After completing rehab, Claire and Bradford finally reconnected as a couple. Bradford planned to do his best to keep his marriage afloat while Claire tries to stay sober for Daniel's sake.

Claire, however, is showing signs she might be leaning back towards the bottle as evidenced in "Sofia's Choice". Moreover, there are hints in the wake of the arrest of her husband that Claire knows he was not the murderer, a fact which draws Betty into the mystery in later episodes; Claire reveals to Betty in the episode "Brothers" she was the actual murderer of Fey Sommers. When Claire visits Bradford with plans to confess, he is not happy about it and warns her not to go through with it.  She insists she will, however. After both Betty and lawyer Grace Chin both mention to Daniel that Claire's Aston Martin was at the scene of Fey's murder, Daniel confronts his mother and learns she tampered with Fey's brake lines and followed her for 18 miles prior to the former editrix's demise.

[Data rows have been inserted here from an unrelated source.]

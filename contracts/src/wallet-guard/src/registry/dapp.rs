use std::collections::{BTreeMap, BTreeSet, HashMap};

use alloy_primitives::Address;
use serde::{Deserialize, Serialize};
use tracing::{debug, info};
use wallet_guard_types::{Call, TradeFacts};

use crate::{errors::RegistryError, filters::Filter};

/// List every wallet starts with.
pub const DEFAULT_LIST: u8 = 0;

#[derive(Clone, Debug, PartialEq, Eq)]
pub struct DappEntry {
    pub filter: Filter,
    pub enabled: bool,
    /// Registration becomes effective at this timestamp (list timelock).
    pub valid_after: u64,
}

impl DappEntry {
    pub fn is_live(&self, now: u64) -> bool {
        self.enabled && self.valid_after <= now
    }
}

#[derive(Clone, Debug)]
struct DappList {
    owner: Address,
    timelock: u64,
    entries: HashMap<Address, DappEntry>,
}

impl DappList {
    fn new(owner: Address) -> Self {
        Self {
            owner,
            timelock: 0,
            entries: HashMap::new(),
        }
    }
}

/// Dapp lists a wallet consults, in ascending id order.
#[derive(Clone, Debug, PartialEq, Eq, Serialize, Deserialize)]
pub struct EnabledLists(BTreeSet<u8>);

impl Default for EnabledLists {
    fn default() -> Self {
        Self(BTreeSet::from([DEFAULT_LIST]))
    }
}

impl EnabledLists {
    pub fn set(&mut self, list: u8, enabled: bool) {
        if enabled {
            self.0.insert(list);
        } else {
            self.0.remove(&list);
        }
    }

    pub fn contains(&self, list: u8) -> bool {
        self.0.contains(&list)
    }

    pub fn iter(&self) -> impl Iterator<Item = u8> + '_ {
        self.0.iter().copied()
    }
}

/// How a call resolved against a wallet's enabled lists.
#[derive(Clone, Copy, Debug, PartialEq, Eq, Serialize)]
#[serde(tag = "outcome", rename_all = "snake_case")]
pub enum Authorisation {
    /// Target carries the trusted marker in `list`.
    Trusted { list: u8 },
    /// The filter registered in `list` accepted the call.
    Accepted { list: u8 },
    /// Target is registered but every live filter rejected the call.
    Rejected,
    /// No live registration for the target.
    Unregistered,
}

impl Authorisation {
    pub fn is_authorised(&self) -> bool {
        matches!(self, Authorisation::Trusted { .. } | Authorisation::Accepted { .. })
    }
}

/// Policy table `(list, target) -> filter`.
#[derive(Clone, Debug)]
pub struct DappRegistry {
    admin: Address,
    lists: BTreeMap<u8, DappList>,
}

impl DappRegistry {
    /// Registry with the default list owned by `admin`.
    pub fn new(admin: Address) -> Self {
        let mut lists = BTreeMap::new();
        lists.insert(DEFAULT_LIST, DappList::new(admin));
        Self { admin, lists }
    }

    pub fn admin(&self) -> Address {
        self.admin
    }

    pub fn has_list(&self, list: u8) -> bool {
        self.lists.contains_key(&list)
    }

    pub fn list_owner(&self, list: u8) -> Option<Address> {
        self.lists.get(&list).map(|l| l.owner)
    }

    pub fn create_list(&mut self, caller: Address, list: u8, owner: Address) -> Result<(), RegistryError> {
        if caller != self.admin {
            return Err(RegistryError::NotAdmin(caller));
        }
        if self.lists.contains_key(&list) {
            return Err(RegistryError::ListExists(list));
        }
        self.lists.insert(list, DappList::new(owner));
        info!(list, %owner, "dapp list created");
        Ok(())
    }

    /// Delay between a registration and the moment it becomes effective.
    pub fn set_timelock(&mut self, caller: Address, list: u8, secs: u64) -> Result<(), RegistryError> {
        let dapps = self.owned_list_mut(caller, list)?;
        dapps.timelock = secs;
        info!(list, secs, "dapp list timelock changed");
        Ok(())
    }

    /// Map `target` to `filter` in `list`; the latest registration replaces any earlier one.
    pub fn register(&mut self, list: u8, target: Address, filter: Filter, now: u64) -> Result<(), RegistryError> {
        let dapps = self.lists.get_mut(&list).ok_or(RegistryError::UnknownList(list))?;
        let valid_after = now.saturating_add(dapps.timelock);
        info!(list, %target, filter = filter.name(), valid_after, "dapp registered");
        dapps.entries.insert(
            target,
            DappEntry {
                filter,
                enabled: true,
                valid_after,
            },
        );
        Ok(())
    }

    /// Governance entry point: [`register`](Self::register) restricted to the list owner.
    pub fn add_dapp(
        &mut self,
        caller: Address,
        list: u8,
        target: Address,
        filter: Filter,
        now: u64,
    ) -> Result<(), RegistryError> {
        self.owned_list_mut(caller, list)?;
        self.register(list, target, filter, now)
    }

    pub fn set_dapp_enabled(
        &mut self,
        caller: Address,
        list: u8,
        target: Address,
        enabled: bool,
    ) -> Result<(), RegistryError> {
        let dapps = self.owned_list_mut(caller, list)?;
        let entry = dapps
            .entries
            .get_mut(&target)
            .ok_or(RegistryError::UnknownDapp { list, target })?;
        entry.enabled = enabled;
        info!(list, %target, enabled, "dapp toggled");
        Ok(())
    }

    pub fn remove_dapp(&mut self, caller: Address, list: u8, target: Address) -> Result<(), RegistryError> {
        let dapps = self.owned_list_mut(caller, list)?;
        dapps
            .entries
            .remove(&target)
            .ok_or(RegistryError::UnknownDapp { list, target })?;
        info!(list, %target, "dapp removed");
        Ok(())
    }

    pub fn lookup(&self, list: u8, target: Address) -> Option<&DappEntry> {
        self.lists.get(&list)?.entries.get(&target)
    }

    /// Resolve `call` against every enabled list; any live filter that accepts authorises it.
    pub fn authorise(
        &self,
        lists: &EnabledLists,
        facts: &dyn TradeFacts,
        wallet: Address,
        call: &Call,
        now: u64,
    ) -> Authorisation {
        let mut registered = false;
        for list in lists.iter() {
            let Some(entry) = self.lookup(list, call.to) else {
                continue;
            };
            if !entry.is_live(now) {
                continue;
            }
            registered = true;
            if entry.filter.is_trusted() {
                return Authorisation::Trusted { list };
            }
            if entry.filter.validate(facts, wallet, call) {
                return Authorisation::Accepted { list };
            }
            debug!(list, to = %call.to, filter = entry.filter.name(), "filter rejected call");
        }
        if registered {
            Authorisation::Rejected
        } else {
            debug!(to = %call.to, "no live registration for target");
            Authorisation::Unregistered
        }
    }

    /// Whether `destination` carries the trusted marker in one of `lists`.
    pub fn is_trusted_destination(&self, lists: &EnabledLists, destination: Address, now: u64) -> bool {
        lists.iter().any(|list| {
            self.lookup(list, destination)
                .map(|e| e.is_live(now) && e.filter.is_trusted())
                .unwrap_or(false)
        })
    }

    fn owned_list_mut(&mut self, caller: Address, list: u8) -> Result<&mut DappList, RegistryError> {
        let dapps = self.lists.get_mut(&list).ok_or(RegistryError::UnknownList(list))?;
        if dapps.owner != caller {
            return Err(RegistryError::NotListOwner { caller, list });
        }
        Ok(dapps)
    }
}

#[cfg(test)]
mod tests {
    use super::*;
    use crate::filters::ApproveOnlyFilter;
    use alloy_primitives::U256;
    use alloy_sol_types::SolCall;
    use wallet_guard_types::IERC20;

    const ADMIN: Address = Address::repeat_byte(0xad);
    const WALLET: Address = Address::repeat_byte(0x01);
    const TOKEN: Address = Address::repeat_byte(0x0a);
    const PROXY: Address = Address::repeat_byte(0x0b);
    const RELAYER: Address = Address::repeat_byte(0x0c);

    struct NoFacts;
    impl TradeFacts for NoFacts {}

    fn approve(spender: Address) -> Call {
        Call::new(
            TOKEN,
            U256::ZERO,
            IERC20::approveCall { spender, amount: U256::from(1u64) }.abi_encode(),
        )
    }

    #[test]
    fn unregistered_targets_are_denied() {
        let reg = DappRegistry::new(ADMIN);
        let auth = reg.authorise(&EnabledLists::default(), &NoFacts, WALLET, &approve(PROXY), 0);
        assert_eq!(auth, Authorisation::Unregistered);
        assert!(!auth.is_authorised());
    }

    #[test]
    fn filter_decides_registered_targets() {
        let mut reg = DappRegistry::new(ADMIN);
        reg.add_dapp(ADMIN, DEFAULT_LIST, TOKEN, ApproveOnlyFilter::new(PROXY).into(), 0)
            .unwrap();
        let lists = EnabledLists::default();
        assert_eq!(
            reg.authorise(&lists, &NoFacts, WALLET, &approve(PROXY), 0),
            Authorisation::Accepted { list: DEFAULT_LIST }
        );
        assert_eq!(
            reg.authorise(&lists, &NoFacts, WALLET, &approve(RELAYER), 0),
            Authorisation::Rejected
        );
    }

    #[test]
    fn latest_registration_wins() {
        let mut reg = DappRegistry::new(ADMIN);
        reg.register(DEFAULT_LIST, TOKEN, ApproveOnlyFilter::new(RELAYER).into(), 0).unwrap();
        reg.register(DEFAULT_LIST, TOKEN, ApproveOnlyFilter::new(PROXY).into(), 0).unwrap();
        assert_eq!(
            reg.lookup(DEFAULT_LIST, TOKEN).map(|e| &e.filter),
            Some(&Filter::ApproveOnly(ApproveOnlyFilter::new(PROXY)))
        );
    }

    #[test]
    fn trusted_marker_and_refund_destination() {
        let mut reg = DappRegistry::new(ADMIN);
        reg.add_dapp(ADMIN, DEFAULT_LIST, RELAYER, Filter::Null, 0).unwrap();
        let lists = EnabledLists::default();
        let pay = Call::value_transfer(RELAYER, U256::from(5u64));
        assert_eq!(
            reg.authorise(&lists, &NoFacts, WALLET, &pay, 0),
            Authorisation::Trusted { list: DEFAULT_LIST }
        );
        assert!(reg.is_trusted_destination(&lists, RELAYER, 0));
        assert!(!reg.is_trusted_destination(&lists, PROXY, 0));
    }

    #[test]
    fn timelock_and_disable_gate_entries() {
        let mut reg = DappRegistry::new(ADMIN);
        reg.set_timelock(ADMIN, DEFAULT_LIST, 100).unwrap();
        reg.add_dapp(ADMIN, DEFAULT_LIST, RELAYER, Filter::Null, 1_000).unwrap();
        let lists = EnabledLists::default();
        let pay = Call::value_transfer(RELAYER, U256::from(5u64));
        assert_eq!(reg.authorise(&lists, &NoFacts, WALLET, &pay, 1_099), Authorisation::Unregistered);
        assert!(reg.authorise(&lists, &NoFacts, WALLET, &pay, 1_100).is_authorised());

        reg.set_dapp_enabled(ADMIN, DEFAULT_LIST, RELAYER, false).unwrap();
        assert!(!reg.authorise(&lists, &NoFacts, WALLET, &pay, 2_000).is_authorised());
        reg.remove_dapp(ADMIN, DEFAULT_LIST, RELAYER).unwrap();
        assert!(reg.lookup(DEFAULT_LIST, RELAYER).is_none());
    }

    #[test]
    fn lists_are_partitioned_and_owned() {
        let mut reg = DappRegistry::new(ADMIN);
        let curator = Address::repeat_byte(0xcc);
        assert_eq!(
            reg.create_list(curator, 1, curator),
            Err(RegistryError::NotAdmin(curator))
        );
        reg.create_list(ADMIN, 1, curator).unwrap();
        assert_eq!(reg.create_list(ADMIN, 1, curator), Err(RegistryError::ListExists(1)));
        assert_eq!(
            reg.add_dapp(ADMIN, 1, RELAYER, Filter::Null, 0),
            Err(RegistryError::NotListOwner { caller: ADMIN, list: 1 })
        );
        reg.add_dapp(curator, 1, RELAYER, Filter::Null, 0).unwrap();

        let pay = Call::value_transfer(RELAYER, U256::from(5u64));
        let mut lists = EnabledLists::default();
        assert!(!reg.authorise(&lists, &NoFacts, WALLET, &pay, 0).is_authorised());
        lists.set(1, true);
        assert_eq!(
            reg.authorise(&lists, &NoFacts, WALLET, &pay, 0),
            Authorisation::Trusted { list: 1 }
        );
        assert_eq!(reg.register(7, RELAYER, Filter::Null, 0), Err(RegistryError::UnknownList(7)));
    }
}
use std::collections::HashMap;

use alloy_primitives::{Address, U256};
use wallet_guard_types::nonce_timestamp;

use crate::errors::NonceError;

/// Age bounds for the timestamp embedded in a nonce.
///
/// A nonce stamped at `ts` is executable during `[ts + period, ts + period + window]`.
#[derive(Clone, Copy, Debug, PartialEq, Eq)]
pub struct SecurityWindow {
    pub period: u64,
    pub window: u64,
}

impl SecurityWindow {
    pub fn new(period: u64, window: u64) -> Self {
        Self { period, window }
    }

    pub fn check(&self, timestamp: u64, now: u64) -> Result<(), NonceError> {
        let ready_at = timestamp.saturating_add(self.period);
        if now < ready_at {
            return Err(NonceError::TooNew { ready_at });
        }
        let expired_at = ready_at.saturating_add(self.window);
        if now > expired_at {
            return Err(NonceError::Expired { expired_at });
        }
        Ok(())
    }
}

/// Per-wallet high-water mark of consumed nonces.
#[derive(Clone, Debug, Default)]
pub struct NonceBook {
    last: HashMap<Address, U256>,
}

impl NonceBook {
    pub fn last(&self, wallet: Address) -> U256 {
        self.last.get(&wallet).copied().unwrap_or_default()
    }

    /// Freshness check; does not consume.
    pub fn check(&self, window: &SecurityWindow, wallet: Address, nonce: U256, now: u64) -> Result<(), NonceError> {
        if nonce <= self.last(wallet) {
            return Err(NonceError::AlreadyUsed);
        }
        window.check(nonce_timestamp(nonce), now)
    }

    /// Record `nonce` as used and return the previous mark.
    pub fn consume(&mut self, wallet: Address, nonce: U256) -> U256 {
        self.last.insert(wallet, nonce).unwrap_or_default()
    }

    pub fn rollback(&mut self, wallet: Address, previous: U256) {
        if previous.is_zero() {
            self.last.remove(&wallet);
        } else {
            self.last.insert(wallet, previous);
        }
    }
}

#[cfg(test)]
mod tests {
    use super::*;
    use wallet_guard_types::compose_nonce;

    const WALLET: Address = Address::repeat_byte(0x01);

    #[test]
    fn window_bounds_are_inclusive() {
        let w = SecurityWindow::new(2, 2);
        assert_eq!(w.check(100, 101), Err(NonceError::TooNew { ready_at: 102 }));
        assert_eq!(w.check(100, 102), Ok(()));
        assert_eq!(w.check(100, 104), Ok(()));
        assert_eq!(w.check(100, 105), Err(NonceError::Expired { expired_at: 104 }));
    }

    #[test]
    fn future_timestamps_are_too_new() {
        let w = SecurityWindow::new(0, 10);
        assert_eq!(w.check(200, 100), Err(NonceError::TooNew { ready_at: 200 }));
    }

    #[test]
    fn nonces_are_strictly_increasing() {
        let w = SecurityWindow::new(2, 2);
        let mut book = NonceBook::default();
        let first = compose_nonce(100, 1);
        assert_eq!(book.check(&w, WALLET, first, 102), Ok(()));
        assert_eq!(book.consume(WALLET, first), U256::ZERO);

        assert_eq!(book.check(&w, WALLET, first, 102), Err(NonceError::AlreadyUsed));
        assert_eq!(book.check(&w, WALLET, compose_nonce(100, 0), 102), Err(NonceError::AlreadyUsed));
        assert_eq!(book.check(&w, WALLET, compose_nonce(100, 2), 102), Ok(()));
        // other wallets are unaffected
        assert_eq!(book.check(&w, Address::repeat_byte(2), first, 102), Ok(()));
    }

    #[test]
    fn rollback_restores_previous_mark() {
        let mut book = NonceBook::default();
        let previous = book.consume(WALLET, compose_nonce(100, 1));
        book.rollback(WALLET, previous);
        assert_eq!(book.last(WALLET), U256::ZERO);
    }
}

Claire also admits to being sober at the time of the murder, saying she wanted to see her "Burn, and burn, and burn", because Fey took away the only man (Bradford) Claire ever loved in her life.

Although Daniel tries to keep Claire from going to the police until he can find a way to get her out of the situation, Claire maintains her confession and wishes to tell Grace what happened (over Daniel's objections). Grace and Daniel agree Claire could get medical help and, subsequently, receive a lighter sentence, and the pair decide to follow this course of action. Daniel's sister, Alexis ruins their plan, however, when she accuses Daniel of hiring and sleeping with Grace (who consequently recuses herself from the case), thus making it harder for Claire to receive a reasonable conviction.

When Claire fears her own words will turn on her in court, she prepares to leave the country, only to have Betty intervene after Claire calls her to bring a credit card to her hotel. Betty later brings Claire to her home in order to buy time, hopefully enough to convince Daniel's mother not to leave the country. Eventually, Betty's words convince Claire to do the right thing, and Claire calls the police and turns herself in to authorities.

While detoxing in a hospital and handcuffed to the bed, she tells Bradford that, although Meade Publications is the publisher of MODE, Claire is the actual owner of the magazine, and she reveals she has the right to keep Daniel and Alexis on board. This revelation prompts Wilhelmina Slater to attempt to manipulate her into signing a power of attorney, but Claire tells her it will never happen and MODE will remain in Meade hands.

Days later, in jail, Claire finds out Wilhelmina is sleeping with her husband. Mrs. Meade loses her mind and threatens Wilhelmina with death; Wilhelmina takes advantage of the situation, however, by injuring herself and telling Bradford his wife hired a couple of thugs "to take care of her." After hearing this, Bradford ultimately decides to divorce Claire.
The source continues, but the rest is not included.